The photophysical properties of oxotitanium(IV)meso-tetra(4-sulfonatophenyl) porphyrin (O=Ti(IV)TSPP) have been investigated in water and methanol by laser spectroscopic techniques. The fluorescence emission spectrum of O=Ti(IV)TSPP in methanol exhibits two strong emission bands at 610 and 670 nm at room temperature with the decay time of ca. 310 +/- 10 ps and the rise time shorter than 30 ps, in contrast to the extremely weak emission with the decay time of ca. 27 +/- 4 ps in water, indicating that the fluorescence emissive states are different in the two solvents as supported by the solvent dependences of the excitation spectrum.
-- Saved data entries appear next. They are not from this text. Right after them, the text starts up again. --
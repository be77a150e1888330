pub mod driver;

pub use driver::{BrowserConfig, BrowserPageRenderer};
#[cfg(test)]
mod tests {
    use super::*;
    use crate::driver::traits::Response;
    use crate::parser::types::TestCase;
    use crate::runner::state::FailureKind;
    use crate::runner::testing::{case_runner, test_context, MockTransport};
    use serde_json::json;
    use std::collections::BTreeMap;
    use std::sync::Arc;

    fn product_workflow() -> WorkflowSpec {
        WorkflowSpec {
            name: "Products".to_string(),
            category: Some(Category::Database),
            requires_auth: false,
            vars: BTreeMap::new(),
            steps: vec![
                WorkflowStep::new(TestCase::new("Create Product", "POST", "/api/v1/products").expect(201))
                    .capture("product_id", &["/data/_id", "/_id"]),
                WorkflowStep::new(TestCase::new("Update Product", "PUT", "/api/v1/products/${product_id}"))
                    .requires("product_id"),
                WorkflowStep::new(TestCase::new("Delete Product", "DELETE", "/api/v1/products/${product_id}"))
                    .requires("product_id"),
            ],
        }
    }

    #[tokio::test]
    async fn test_chain_threads_captured_id() {
        let transport = MockTransport::new()
            .route("POST", "/api/v1/products", 201, json!({"data": {"_id": "p42"}}))
            .route("PUT", "/api/v1/products/p42", 200, json!({}))
            .route("DELETE", "/api/v1/products/p42", 200, json!({}));
        let ctx = test_context();
        let runner = WorkflowRunner::new(case_runner(transport, ctx.clone()));

        let summary = runner.run(&product_workflow()).await;
        assert_eq!(summary.executed, 3);
        assert_eq!(summary.passed, 3);
        assert_eq!(ctx.get_var("product_id").as_deref(), Some("p42"));
    }

    #[tokio::test]
    async fn test_failed_prerequisite_skips_dependents_transitively() {
        let transport = Arc::new(MockTransport::new().route("POST", "/api/v1/products", 500, json!({})));
        let ctx = test_context();
        let runner = WorkflowRunner::new(case_runner(transport.clone(), ctx.clone()));

        let summary = runner.run(&product_workflow()).await;
        assert_eq!(summary.executed, 1);
        assert_eq!(summary.skipped, 2);
        // Dependents were never attempted
        assert_eq!(transport.calls(), 1);

        let rows = ctx.recorder().snapshot().results;
        assert_eq!(rows[0].status(), TestStatus::Fail);
        for row in &rows[1..] {
            assert_eq!(row.status(), TestStatus::Skip);
            assert_eq!(row.kind(), Some(FailureKind::EnvironmentalSkip));
            assert!(row.details().contains("Create Product"));
        }
    }

    #[tokio::test]
    async fn test_missing_capture_skips_step_naming_key() {
        // Created, but the response carries no id
        let transport = MockTransport::new().route("POST", "/api/v1/products", 201, json!({"ok": true}));
        let ctx = test_context();
        let runner = WorkflowRunner::new(case_runner(transport, ctx.clone()));

        runner.run(&product_workflow()).await;
        let rows = ctx.recorder().snapshot().results;
        assert_eq!(rows[0].status(), TestStatus::Pass);
        assert_eq!(rows[1].status(), TestStatus::Skip);
        assert!(rows[1].details().contains("product_id"));
        assert_eq!(rows[2].status(), TestStatus::Skip);
    }

    #[tokio::test]
    async fn test_value_left_by_earlier_run_does_not_satisfy_requires() {
        let transport = Arc::new(
            MockTransport::new()
                .route_fn("POST", "/items", |_, call| {
                    if call == 0 {
                        Response::new(201, json!({"id": "old"}))
                    } else {
                        Response::new(201, json!({"ok": true}))
                    }
                })
                .route("PUT", "/items/old", 200, json!({})),
        );
        let ctx = test_context();
        let runner = WorkflowRunner::new(case_runner(transport.clone(), ctx.clone()));

        let workflow = WorkflowSpec {
            name: "Items".to_string(),
            category: None,
            requires_auth: false,
            vars: BTreeMap::new(),
            steps: vec![
                WorkflowStep::new(TestCase::new("Create Item", "POST", "/items").expect(201))
                    .capture("item_id", &["/id"]),
                WorkflowStep::new(TestCase::new("Update Item", "PUT", "/items/${item_id}"))
                    .requires("item_id"),
            ],
        };

        runner.run(&workflow).await;
        let second = runner.run(&workflow).await;
        assert_eq!(second.executed, 1);
        assert_eq!(second.skipped, 1);

        let rows = ctx.recorder().snapshot().results;
        let statuses: Vec<TestStatus> = rows.iter().map(|r| r.status()).collect();
        assert_eq!(
            statuses,
            vec![TestStatus::Pass, TestStatus::Pass, TestStatus::Pass, TestStatus::Skip]
        );
        assert!(rows[3].details().contains("item_id"));
        // The stale id was never sent a second time
        assert_eq!(transport.calls(), 3);
    }

    #[tokio::test]
    async fn test_requires_outside_the_chain_reads_context() {
        let transport = Arc::new(MockTransport::new().route("GET", "/shops/s1", 200, json!({})));
        let ctx = test_context();
        ctx.set_var("shop_id", "s1");
        let runner = WorkflowRunner::new(case_runner(transport.clone(), ctx.clone()));

        let workflow = WorkflowSpec {
            name: "Shop".to_string(),
            category: None,
            requires_auth: false,
            vars: BTreeMap::new(),
            steps: vec![WorkflowStep::new(TestCase::get("Get Shop", "/shops/${shop_id}"))
                .requires("shop_id")],
        };

        let summary = runner.run(&workflow).await;
        assert_eq!(summary.passed, 1);
        assert_eq!(transport.calls(), 1);
    }

    #[tokio::test]
    async fn test_cancel_during_settle_records_interrupted_step() {
        let transport = Arc::new(
            MockTransport::new().route("POST", "/api/v1/products", 201, json!({"_id": "p1"})),
        );
        let ctx = test_context();
        let runner = WorkflowRunner::new(case_runner(transport.clone(), ctx.clone()));

        let mut workflow = product_workflow();
        workflow.steps[1].settle_ms = Some(30_000);

        let cancel = ctx.cancel_token().clone();
        tokio::spawn(async move {
            tokio::time::sleep(Duration::from_millis(50)).await;
            cancel.cancel();
        });

        let summary = runner.run(&workflow).await;
        assert!(summary.interrupted);
        assert_eq!(summary.executed, 1);

        let rows = ctx.recorder().snapshot().results;
        assert_eq!(rows.len(), 2);
        assert_eq!(rows[1].name(), "Update Product");
        assert_eq!(rows[1].status(), TestStatus::Error);
        assert_eq!(rows[1].kind(), Some(FailureKind::Interrupted));
        // Update was never sent
        assert_eq!(transport.calls(), 1);
    }

    #[tokio::test]
    async fn test_independent_step_runs_after_failure() {
        let transport = MockTransport::new()
            .route("POST", "/register", 400, json!({"error": "exists"}))
            .route("POST", "/login", 200, json!({"token": "t1"}));
        let ctx = test_context();
        let runner = WorkflowRunner::new(case_runner(transport, ctx.clone()));

        let workflow = WorkflowSpec {
            name: "Auth".to_string(),
            category: Some(Category::Authentication),
            requires_auth: false,
            vars: BTreeMap::new(),
            steps: vec![
                WorkflowStep::new(TestCase::new("Register", "POST", "/register").expect(201)),
                WorkflowStep::new(TestCase::new("Login", "POST", "/login"))
                    .independent()
                    .capture("auth_token", &["/token"]),
            ],
        };

        let summary = runner.run(&workflow).await;
        assert_eq!(summary.executed, 2);
        assert_eq!(ctx.auth_token().as_deref(), Some("t1"));
    }

    #[tokio::test]
    async fn test_requires_auth_skips_every_step_without_token() {
        let transport = Arc::new(MockTransport::new());
        let ctx = test_context();
        let runner = WorkflowRunner::new(case_runner(transport.clone(), ctx.clone()));

        let mut workflow = product_workflow();
        workflow.requires_auth = true;

        let summary = runner.run(&workflow).await;
        assert_eq!(summary.skipped, 3);
        assert_eq!(transport.calls(), 0);
        assert!(ctx
            .recorder()
            .snapshot()
            .results
            .iter()
            .all(|r| r.details().contains("authentication token")));
    }

    #[tokio::test]
    async fn test_workflow_vars_are_evaluated_once() {
        let transport = Arc::new(
            MockTransport::new()
                .route("POST", "/api/v1/products", 201, json!({}))
                .route("GET", "/api/v1/products", 200, json!({"data": []})),
        );
        let ctx = test_context();
        let runner = WorkflowRunner::new(case_runner(transport.clone(), ctx.clone()));

        let mut vars = BTreeMap::new();
        vars.insert("name".to_string(), "Product ${random}".to_string());
        let workflow = WorkflowSpec {
            name: "Vars".to_string(),
            category: None,
            requires_auth: false,
            vars,
            steps: vec![WorkflowStep::new(
                TestCase::new("Create", "POST", "/api/v1/products")
                    .expect(201)
                    .with_body(json!({"name": "${name}"})),
            )],
        };

        runner.run(&workflow).await;
        let name = ctx.get_var("name").unwrap();
        assert!(name.starts_with("Product "));
        assert_eq!(
            transport.requests()[0].body,
            Some(json!({ "name": name }))
        );
    }

    #[tokio::test]
    async fn test_cancelled_workflow_records_nothing_further() {
        let transport = MockTransport::new();
        let ctx = test_context();
        ctx.cancel_token().cancel();
        let runner = WorkflowRunner::new(case_runner(transport, ctx.clone()));

        let summary = runner.run(&product_workflow()).await;
        assert!(summary.interrupted);
        assert!(ctx.recorder().is_empty());
    }
}
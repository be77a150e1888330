use serde::{Deserialize, Serialize};
use std::fmt;
use std::time::Duration;

/// Final status of a single test case
#[derive(Debug, Clone, Copy, Serialize, Deserialize, PartialEq, Eq, Hash, PartialOrd, Ord)]
#[serde(rename_all = "UPPERCASE")]
pub enum TestStatus {
    Pass,
    Fail,
    Skip,
    Error,
}

impl TestStatus {
    pub fn as_str(&self) -> &'static str {
        match self {
            TestStatus::Pass => "PASS",
            TestStatus::Fail => "FAIL",
            TestStatus::Skip => "SKIP",
            TestStatus::Error => "ERROR",
        }
    }

    /// FAIL and ERROR rows are listed in the report's failure section
    pub fn is_failure(&self) -> bool {
        matches!(self, TestStatus::Fail | TestStatus::Error)
    }
}

impl fmt::Display for TestStatus {
    fn fmt(&self, f: &mut fmt::Formatter<'_>) -> fmt::Result {
        f.write_str(self.as_str())
    }
}

/// Closed set of result categories, plus one escape value for suite-defined ones
#[derive(Debug, Clone, PartialEq, Eq, Hash, PartialOrd, Ord, Serialize, Deserialize)]
#[serde(from = "String", into = "String")]
pub enum Category {
    Authentication,
    Api,
    Database,
    Realtime,
    Frontend,
    Performance,
    Security,
    DataIntegrity,
    Infrastructure,
    Other(String),
}

impl Category {
    pub fn label(&self) -> &str {
        match self {
            Category::Authentication => "Authentication",
            Category::Api => "API",
            Category::Database => "Database",
            Category::Realtime => "Real-time",
            Category::Frontend => "Frontend",
            Category::Performance => "Performance",
            Category::Security => "Security",
            Category::DataIntegrity => "Data Integrity",
            Category::Infrastructure => "Infrastructure",
            Category::Other(name) => name,
        }
    }
}

impl Default for Category {
    fn default() -> Self {
        Category::Api
    }
}

impl From<String> for Category {
    fn from(value: String) -> Self {
        let normalized: String = value
            .chars()
            .filter(|c| c.is_alphanumeric())
            .collect::<String>()
            .to_lowercase();
        match normalized.as_str() {
            "authentication" | "auth" => Category::Authentication,
            "api" => Category::Api,
            "database" | "db" => Category::Database,
            "realtime" | "websocket" => Category::Realtime,
            "frontend" => Category::Frontend,
            "performance" => Category::Performance,
            "security" => Category::Security,
            "dataintegrity" | "integrity" => Category::DataIntegrity,
            "infrastructure" => Category::Infrastructure,
            _ => Category::Other(value),
        }
    }
}

impl From<Category> for String {
    fn from(value: Category) -> Self {
        value.label().to_string()
    }
}

impl fmt::Display for Category {
    fn fmt(&self, f: &mut fmt::Formatter<'_>) -> fmt::Result {
        f.write_str(self.label())
    }
}

/// Why a test did not pass
#[derive(Debug, Clone, Copy, Serialize, Deserialize, PartialEq, Eq)]
#[serde(rename_all = "SCREAMING_SNAKE_CASE")]
pub enum FailureKind {
    /// The call never reached the service (sentinel status 0)
    TransportFailure,
    /// The service answered, but not as expected
    AssertionMismatch,
    /// A prerequisite (token, created entity) was missing
    EnvironmentalSkip,
    /// The channel connected but no reply arrived in time
    ProtocolTimeout,
    /// The harness itself failed while running the case
    HarnessFailure,
    /// The case was started and then cancelled by the operator
    Interrupted,
}

impl FailureKind {
    pub fn as_str(&self) -> &'static str {
        match self {
            FailureKind::TransportFailure => "TRANSPORT_FAILURE",
            FailureKind::AssertionMismatch => "ASSERTION_MISMATCH",
            FailureKind::EnvironmentalSkip => "ENVIRONMENTAL_SKIP",
            FailureKind::ProtocolTimeout => "PROTOCOL_TIMEOUT",
            FailureKind::HarnessFailure => "HARNESS_FAILURE",
            FailureKind::Interrupted => "INTERRUPTED",
        }
    }
}

/// Tagged outcome of one executed case. Converted into a [`TestResult`] exactly once.
#[derive(Debug, Clone, PartialEq)]
pub enum Outcome {
    Pass {
        details: String,
    },
    Fail {
        kind: FailureKind,
        details: String,
        expected: Option<serde_json::Value>,
        actual: Option<serde_json::Value>,
    },
    Skip {
        reason: String,
    },
    Error {
        kind: FailureKind,
        details: String,
        error: String,
    },
}

impl Outcome {
    pub fn pass(details: impl Into<String>) -> Self {
        Outcome::Pass {
            details: details.into(),
        }
    }

    pub fn mismatch(
        details: impl Into<String>,
        expected: impl Into<serde_json::Value>,
        actual: impl Into<serde_json::Value>,
    ) -> Self {
        Outcome::Fail {
            kind: FailureKind::AssertionMismatch,
            details: details.into(),
            expected: Some(expected.into()),
            actual: Some(actual.into()),
        }
    }

    pub fn fail(kind: FailureKind, details: impl Into<String>) -> Self {
        Outcome::Fail {
            kind,
            details: details.into(),
            expected: None,
            actual: None,
        }
    }

    pub fn skip(reason: impl Into<String>) -> Self {
        Outcome::Skip {
            reason: reason.into(),
        }
    }

    pub fn error(kind: FailureKind, details: impl Into<String>, error: impl Into<String>) -> Self {
        Outcome::Error {
            kind,
            details: details.into(),
            error: error.into(),
        }
    }

    pub fn interrupted() -> Self {
        Outcome::error(FailureKind::Interrupted, "interrupted", "run cancelled by operator")
    }

    pub fn status(&self) -> TestStatus {
        match self {
            Outcome::Pass { .. } => TestStatus::Pass,
            Outcome::Fail { .. } => TestStatus::Fail,
            Outcome::Skip { .. } => TestStatus::Skip,
            Outcome::Error { .. } => TestStatus::Error,
        }
    }
}

/// One recorded test row. Immutable once constructed; the status is derived
/// from the [`Outcome`] it was built from.
#[derive(Debug, Clone, PartialEq, Serialize, Deserialize)]
#[serde(rename_all = "camelCase")]
pub struct TestResult {
    name: String,
    category: Category,
    status: TestStatus,
    duration_ms: u64,
    details: String,
    #[serde(skip_serializing_if = "Option::is_none")]
    target: Option<String>,
    #[serde(skip_serializing_if = "Option::is_none")]
    expected: Option<serde_json::Value>,
    #[serde(skip_serializing_if = "Option::is_none")]
    actual: Option<serde_json::Value>,
    #[serde(skip_serializing_if = "Option::is_none")]
    error: Option<String>,
    #[serde(skip_serializing_if = "Option::is_none")]
    kind: Option<FailureKind>,
}

impl TestResult {
    pub fn new(name: &str, category: Category, duration: Duration, outcome: Outcome) -> Self {
        let status = outcome.status();
        let mut result = Self {
            name: name.to_string(),
            category,
            status,
            duration_ms: duration.as_millis() as u64,
            details: String::new(),
            target: None,
            expected: None,
            actual: None,
            error: None,
            kind: None,
        };

        match outcome {
            Outcome::Pass { details } => result.details = details,
            Outcome::Fail {
                kind,
                details,
                expected,
                actual,
            } => {
                result.details = details;
                result.kind = Some(kind);
                result.expected = expected;
                result.actual = actual;
            }
            Outcome::Skip { reason } => {
                result.details = reason;
                result.kind = Some(FailureKind::EnvironmentalSkip);
            }
            Outcome::Error {
                kind,
                details,
                error,
            } => {
                result.details = details;
                result.kind = Some(kind);
                result.error = Some(error);
            }
        }

        result
    }

    /// Attach the endpoint, page or channel the case exercised
    pub fn with_target(mut self, target: impl Into<String>) -> Self {
        self.target = Some(target.into());
        self
    }

    /// Replace the detail text before the row is recorded
    pub fn with_details(mut self, details: impl Into<String>) -> Self {
        self.details = details.into();
        self
    }

    pub fn name(&self) -> &str {
        &self.name
    }

    pub fn category(&self) -> &Category {
        &self.category
    }

    pub fn status(&self) -> TestStatus {
        self.status
    }

    pub fn duration_ms(&self) -> u64 {
        self.duration_ms
    }

    pub fn details(&self) -> &str {
        &self.details
    }

    pub fn target(&self) -> Option<&str> {
        self.target.as_deref()
    }

    pub fn expected(&self) -> Option<&serde_json::Value> {
        self.expected.as_ref()
    }

    pub fn actual(&self) -> Option<&serde_json::Value> {
        self.actual.as_ref()
    }

    pub fn error(&self) -> Option<&str> {
        self.error.as_deref()
    }

    pub fn kind(&self) -> Option<FailureKind> {
        self.kind
    }
}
The transient Raman spectra of O=Ti(IV)TSPP in water has been observed to exhibit a remarkable enhancement of phenyl-related mode at 1599 cm(-1), while in methanol, the Raman frequencies of the porphyrin skeletal modes (upsilon2 and upsilon4) are down-shifted without any apparent enhancement of the phenyl-related mode, indicating different interactions of the two solvents with the excited O=Ti(IV)TSPP. These Raman studies reveal that methanol molecule interacts with the photoexcited O=Ti(IV)TSPP more strongly than water, forming the exciplex, O=Ti(IV)TSPP(MeOH)*, suggesting that the two different emissive states are the singlet Franck-Condon state and the exciplex state in methanol and water, respectively. A broad triplet transient absorption of O=Ti(IV)TSPP has been also observed at 480 nm in water as well as in methanol, which is decreased upon addition of methyl viologen (MV2+) with appearance of a new absorption band at 620 nm. This indicates that the photoinduced electron transfer (PET) takes place from the porphyrin to MV2+ in both solvents. The kinetic analysis of the transient absorption band exhibits the PET rate constants of 4.76 x 10(5) s(-1) and 3,03 x 10(4) s(-1) in methanol and water, respectively. All these results infer that the PET takes place from the (d,pi) CT state and the triplet state of the excited porphyrin in methanol and water, respectively.